In each attempt, Banerjee has drawn on her electoral victories in West Bengal. Her third victory was not only definitive but helped lift the mood of the anti-BJP forces across the country. She also has the advantage of advice from an ambitious poll-strategist, raring to enter full-time politics himself, who has put her national ambitions in overdrive. She is currently visiting states with non-BJP governments to bring regional parties on to her platform. What might have come to her naturally in due process has now been converted into a contentious issue, forcing opposition parties to assess her suitability as a national leader prematurely.
Some regional leaders also may not share her agenda fully. Banerjee’s meeting with Sharad Pawar in Mumbai, for example, was a high point to mark Opposition unity. But Pawar had got his party leader Nawab Malik to make a statement to the Press on the eve of the event that, “From day one, Sharad Pawar has said, without Congress there cannot be a unity of the Opposition. The NCP has made it clear that the Opposition should come together. The TMC and Congress differences can be sorted out. We will make efforts for that.”
Apparently, Pawar was taken aback when addressing the media after their meeting Banerjee began with a sweeping dismissal of the Congress-inclusive UPA, “Where is the UPA? There is no UPA”. Pawar whose Nationalist Congress party is still a member of the UPA along with 14 other parties, has apparently conveyed to the Congress that he had no inkling that she would say this.
Pawar, however, may not be entirely averse to seeing the UPA leadership issue open up. If he can step up as UPA chairperson, he can be a potential king-maker if the opportunity arises. His health rules him out for heading a non-BJP government. Even Banerjee would find it difficult to oppose this prospect.
Meanwhile, Shiv Sena’s mouthpiece Saamana has hit Banerjee where it must hurt by declaring that keeping the Congress out of Opposition unity “will amount to strengthening the current fascist forces'". It emphasised that the Opposition needs the UPA and that “forming a parallel alliance to the UPA'' and cautioned Banerjee against trying “to take the space of the Congress”.
The Congress has done well not to react to Banerjee’s high-pitched campaign. It must answer her with electoral victories in the five election going states. In the best case scenario if the Congress wins Punjab and Uttrakahand (or conceivably even Goa) and makes credible inroads into Uttar Pradesh, then Banerjee’s challenge would be over.

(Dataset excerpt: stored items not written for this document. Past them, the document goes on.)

//! Ordered fallback over alternative strategies
//!
//! Attempts run lazily, one after another, until one succeeds. Every failure
//! is kept so the final error can name all causes.

use futures::future::BoxFuture;
use futures::FutureExt;
use std::fmt;
use std::future::Future;

type AttemptFn<'a, T, E> = Box<dyn FnOnce() -> BoxFuture<'a, Result<T, E>> + Send + 'a>;

/// One failed attempt
#[derive(Debug)]
pub struct AttemptFailure<E> {
    /// Strategy name
    pub strategy: String,
    /// Error it returned
    pub error: E,
}

/// Every attempt failed (or the chain stopped early)
#[derive(Debug)]
pub struct FallbackError<E> {
    failures: Vec<AttemptFailure<E>>,
}

impl<E> FallbackError<E> {
    /// Failures in attempt order
    #[must_use]
    pub fn failures(&self) -> &[AttemptFailure<E>] {
        &self.failures
    }

    /// Error of the last attempt that ran
    #[must_use]
    pub fn last(&self) -> Option<&E> {
        self.failures.last().map(|failure| &failure.error)
    }

    /// Consume, keeping the last error
    #[must_use]
    pub fn into_last(self) -> Option<E> {
        self.failures.into_iter().last().map(|failure| failure.error)
    }
}

impl<E: fmt::Display> fmt::Display for FallbackError<E> {
    fn fmt(&self, f: &mut fmt::Formatter<'_>) -> fmt::Result {
        if self.failures.is_empty() {
            return f.write_str("no strategy available");
        }
        for (i, failure) in self.failures.iter().enumerate() {
            if i > 0 {
                f.write_str(". ")?;
            }
            write!(f, "{} failed: {}", failure.strategy, failure.error)?;
        }
        Ok(())
    }
}

impl<E> std::error::Error for FallbackError<E>
where
    E: std::error::Error + 'static,
{
    fn source(&self) -> Option<&(dyn std::error::Error + 'static)> {
        self.last().map(|err| err as &(dyn std::error::Error + 'static))
    }
}

/// Builder for an ordered fallback chain
pub struct Fallback<'a, T, E> {
    attempts: Vec<(String, AttemptFn<'a, T, E>)>,
}

impl<'a, T, E> Fallback<'a, T, E>
where
    T: Send + 'a,
    E: Send + 'a,
{
    /// Empty chain
    #[inline]
    #[must_use]
    pub fn new() -> Self {
        Self {
            attempts: Vec::new(),
        }
    }

    /// Append a named attempt; `run` is only invoked if reached
    #[must_use]
    pub fn attempt<F, Fut>(mut self, name: impl Into<String>, run: F) -> Self
    where
        F: FnOnce() -> Fut + Send + 'a,
        Fut: Future<Output = Result<T, E>> + Send + 'a,
    {
        self.attempts.push((name.into(), Box::new(move || run().boxed())));
        self
    }

    /// Number of attempts in the chain
    #[inline]
    #[must_use]
    pub fn len(&self) -> usize {
        self.attempts.len()
    }

    /// `true` when no attempt was added
    #[inline]
    #[must_use]
    pub fn is_empty(&self) -> bool {
        self.attempts.is_empty()
    }

    /// Run until one attempt succeeds
    ///
    /// # Errors
    /// Returns every failure when all attempts fail.
    pub async fn run(self) -> Result<T, FallbackError<E>> {
        self.run_while(|_| true, |_, _| {}).await
    }

    /// Run until one attempt succeeds or `retry` rejects a failure
    ///
    /// `on_retry` is told about each failure that leads to another attempt.
    ///
    /// # Errors
    /// Returns the failures collected so far when the chain is exhausted or
    /// stopped.
    pub async fn run_while<R, N>(self, mut retry: R, mut on_retry: N) -> Result<T, FallbackError<E>>
    where
        R: FnMut(&E) -> bool + Send,
        N: FnMut(&str, &E) + Send,
    {
        let total = self.attempts.len();
        let mut failures = Vec::new();

        for (position, (strategy, run)) in self.attempts.into_iter().enumerate() {
            match run().await {
                Ok(value) => return Ok(value),
                Err(error) => {
                    let has_next = position + 1 < total;
                    let keep_going = has_next && retry(&error);
                    if keep_going {
                        on_retry(&strategy, &error);
                    }
                    failures.push(AttemptFailure { strategy, error });
                    if !keep_going {
                        break;
                    }
                }
            }
        }
        Err(FallbackError { failures })
    }
}

impl<'a, T, E> Default for Fallback<'a, T, E>
where
    T: Send + 'a,
    E: Send + 'a,
{
    fn default() -> Self {
        Self::new()
    }
}

#[cfg(test)]
mod tests {
    use super::*;
    use std::sync::atomic::{AtomicUsize, Ordering};
    use std::sync::Arc;

    #[tokio::test]
    async fn first_success_wins_and_later_attempts_never_run() {
        let calls = Arc::new(AtomicUsize::new(0));
        let counter = calls.clone();
        let result: Result<u8, FallbackError<String>> = Fallback::new()
            .attempt("primary", || async { Ok(1) })
            .attempt("secondary", move || async move {
                counter.fetch_add(1, Ordering::SeqCst);
                Ok(2)
            })
            .run()
            .await;

        assert_eq!(result.unwrap(), 1);
        assert_eq!(calls.load(Ordering::SeqCst), 0);
    }

    #[tokio::test]
    async fn falls_back_after_failure() {
        let mut retried = Vec::new();
        let result: Result<u8, FallbackError<String>> = Fallback::new()
            .attempt("in-process", || async { Err("boom".to_string()) })
            .attempt("subprocess", || async { Ok(2) })
            .run_while(|_| true, |name, _| retried.push(name.to_string()))
            .await;

        assert_eq!(result.unwrap(), 2);
        assert_eq!(retried, vec!["in-process".to_string()]);
    }

    #[tokio::test]
    async fn total_failure_names_every_cause() {
        let err = Fallback::<(), String>::new()
            .attempt("in-process", || async { Err("X".to_string()) })
            .attempt("subprocess", || async { Err("Y".to_string()) })
            .run()
            .await
            .unwrap_err();

        assert_eq!(err.to_string(), "in-process failed: X. subprocess failed: Y");
        assert_eq!(err.failures().len(), 2);
        assert_eq!(err.into_last().as_deref(), Some("Y"));
    }

    #[tokio::test]
    async fn rejected_failure_stops_the_chain() {
        let err = Fallback::<(), u32>::new()
            .attempt("isolated", || async { Err(7) })
            .attempt("in-process", || async { Ok(()) })
            .run_while(|code| *code == 134, |_, _| {})
            .await
            .unwrap_err();

        assert_eq!(err.last(), Some(&7));
    }

    #[tokio::test]
    async fn empty_chain_fails() {
        let err = Fallback::<(), String>::new().run().await.unwrap_err();
        assert_eq!(err.to_string(), "no strategy available");
    }
}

Patience and considered reactions pay in politics, The TMC chief‘s mercurial shifts of play could destroy her leadership chances much before 2024. Just one photograph of a meeting a smiling Gautam Adani tweeted from his account has already done her more damage than her party MPs in Delhi or Prashant Kishor’s public relations exercises can contain. A chief minister meeting a businessman may be no crime but it is bound to be seen differently if her party has spent considerable time painting him black as a crony capitalist of the incumbent regime.